### EXERCISE GOAL
In full and without deviation, reproduce the records that follow.

Stored data entries:

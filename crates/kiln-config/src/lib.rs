//! kiln-config: the build-matrix resolution engine.
//!
//! Given a target package, a set of requested output formats, and the build
//! environment, this crate resolves one [`BuildUnitDescriptor`] per
//! (format, environment) pair: entry file, output path, module format,
//! external module set, ordered transform steps, and the compile-time
//! constant table. The descriptors are consumed by an external
//! compile/bundle/emit sink; this crate never touches the filesystem or
//! runs a transform itself.

pub mod constants;
pub mod descriptor;
pub mod entry;
pub mod env;
pub mod error;
pub mod expand;
pub mod externals;
pub mod format;
pub mod metadata;

pub use constants::{ConstantTable, ConstantValue};
pub use descriptor::{
    BuildFlags, BuildUnitDescriptor, MinifyOptions, Resolver, RunContext, TransformStep,
};
pub use env::Environment;
pub use error::{ConfigError, Result};
pub use expand::{expand, requested_formats, DEFAULT_FORMATS};
pub use format::{FormatKind, ModuleFormat};
pub use metadata::{BuildOptions, PackageMetadata};
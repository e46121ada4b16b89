//! Logging setup for the kiln CLI.
//!
//! Structured logging via the `tracing` ecosystem. Call once at startup.
//! Level resolution order: `--verbose` (debug), `--quiet` (error), the
//! `RUST_LOG` variable, then the info default.

use tracing_subscriber::{fmt, layer::SubscriberExt, util::SubscriberInitExt, EnvFilter};

/// Initialize the tracing subscriber. Later calls are ignored.
pub fn init_logger(verbose: bool, quiet: bool, no_color: bool) {
    let filter = if verbose {
        EnvFilter::new("kiln_config=debug,kiln_cli=debug")
    } else if quiet {
        EnvFilter::new("error")
    } else {
        EnvFilter::try_from_default_env()
            .unwrap_or_else(|_| EnvFilter::new("kiln_config=info,kiln_cli=info"))
    };

    let layer = fmt::layer()
        .with_target(verbose)
        .with_ansi(!no_color)
        .with_writer(std::io::stderr);

    // try_init: a second init (e.g. in tests) is not an error worth dying on.
    let _ = tracing_subscriber::registry().with(filter).with(layer).try_init();
}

### YOUR SOLUTION
filename crates/kiln-config/src/lib.rs
//! kiln-config: the build-matrix resolution engine.
//!
//! Given a target package, a set of requested output formats, and the build
//! environment, this crate resolves one [`BuildUnitDescriptor`] per
//! (format, environment) pair: entry file, output path, module format,
//! external module set, ordered transform steps, and the compile-time
//! constant table. The descriptors are consumed by an external
//! compile/bundle/emit sink; this crate never touches the filesystem or
//! runs a transform itself.

pub mod constants;
pub mod descriptor;
pub mod entry;
pub mod env;
pub mod error;
pub mod expand;
pub mod externals;
pub mod format;
pub mod metadata;

pub use constants::{ConstantTable, ConstantValue};
pub use descriptor::{
    BuildFlags, BuildUnitDescriptor, MinifyOptions, Resolver, RunContext, TransformStep,
};
pub use env::Environment;
pub use error::{ConfigError, Result};
pub use expand::{expand, requested_formats, DEFAULT_FORMATS};
pub use format::{FormatKind, ModuleFormat};
pub use metadata::{BuildOptions, PackageMetadata};
repository e46121ada4b16b89
//! Logging setup for the kiln CLI.
//!
//! Structured logging via the `tracing` ecosystem. Call once at startup.
//! Level resolution order: `--verbose` (debug), `--quiet` (error), the
//! `RUST_LOG` variable, then the info default.

use tracing_subscriber::{fmt, layer::SubscriberExt, util::SubscriberInitExt, EnvFilter};

/// Initialize the tracing subscriber. Later calls are ignored.
pub fn init_logger(verbose: bool, quiet: bool, no_color: bool) {
    let filter = if verbose {
        EnvFilter::new("kiln_config=debug,kiln_cli=debug")
    } else if quiet {
        EnvFilter::new("error")
    } else {
        EnvFilter::try_from_default_env()
            .unwrap_or_else(|_| EnvFilter::new("kiln_config=info,kiln_cli=info"))
    };

    let layer = fmt::layer()
        .with_target(verbose)
        .with_ansi(!no_color)
        .with_writer(std::io::stderr);

    // try_init: a second init (e.g. in tests) is not an error worth dying on.
    let _ = tracing_subscriber::registry().with(filter).with(layer).try_init();
}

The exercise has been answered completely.